When the line containing "the reference dataset." appears in the listing below, set it down along with each later line through the end, exactly as written, and nothing before it.

## Material provided
________________________________________

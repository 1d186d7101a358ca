//! Tabular Data Model
//!
//! Explicitly typed, column-oriented datasets exchanged between the loader,
//! the store and the drift comparator.
//!
//! - `types`: schema, type tags and cell values
//! - `column`: homogeneous column storage and casting
//! - `frame`: the [`Dataset`] container
//! - `key`: exact row identity used for deduplication
//! - `align`: reference/incoming schema alignment
//! - `csv_io`: CSV ingestion and export

mod align;
mod column;
mod csv_io;
mod frame;
mod key;
mod types;


pub use align::align;
pub use column::{Column, ColumnData};
pub use csv_io::{read_csv, read_csv_from, write_csv, write_csv_to};
pub use frame::Dataset;
pub use key::RowKey;
pub use types::{ColumnType, Field, Schema, Value};
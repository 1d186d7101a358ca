//! Persisted reference table storage
//!
//! The incremental loader appends new rows to a named table; the drift check
//! reads the same table back as its reference dataset.
//!
//! - `sqlite`: local-first SQLite store (rusqlite, bundled)
//! - `in_memory`: map-backed store for tests and dry runs
//! - `loader`: exact-match deduplicating incremental loader

mod error;
mod in_memory;
pub mod loader;
pub mod sqlite;


pub use error::{StorageError, StorageResult};
pub use in_memory::InMemoryStore;
pub use loader::{DedupConfig, IncrementalLoader, LoadOutcome};
pub use sqlite::SqliteStore;

use crate::dataset::Dataset;

/// Named-table backend holding the reference dataset.
///
/// Implementations never retry failed operations; connectivity errors surface
/// to the caller unchanged.
pub trait TableStore: Send {
    /// Whether `table` has been created
    fn table_exists(&self, table: &str) -> StorageResult<bool>;

    /// Read every row of `table` in insertion order
    fn read_table(&self, table: &str) -> StorageResult<Dataset>;

    /// Append `rows` to `table`, creating it from the rows' schema on first
    /// use. Returns the number of rows written.
    fn append(&mut self, table: &str, rows: &Dataset) -> StorageResult<usize>;

    /// Drop `table` if it exists
    fn reset(&mut self, table: &str) -> StorageResult<()>;
}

________________________________________

## Your solution
/// Named-table backend holding the reference dataset.
///
/// Implementations never retry failed operations; connectivity errors surface
/// to the caller unchanged.
pub trait TableStore: Send {
    /// Whether `table` has been created
    fn table_exists(&self, table: &str) -> StorageResult<bool>;

    /// Read every row of `table` in insertion order
    fn read_table(&self, table: &str) -> StorageResult<Dataset>;

    /// Append `rows` to `table`, creating it from the rows' schema on first
    /// use. Returns the number of rows written.
    fn append(&mut self, table: &str, rows: &Dataset) -> StorageResult<usize>;

    /// Drop `table` if it exists
    fn reset(&mut self, table: &str) -> StorageResult<()>;
}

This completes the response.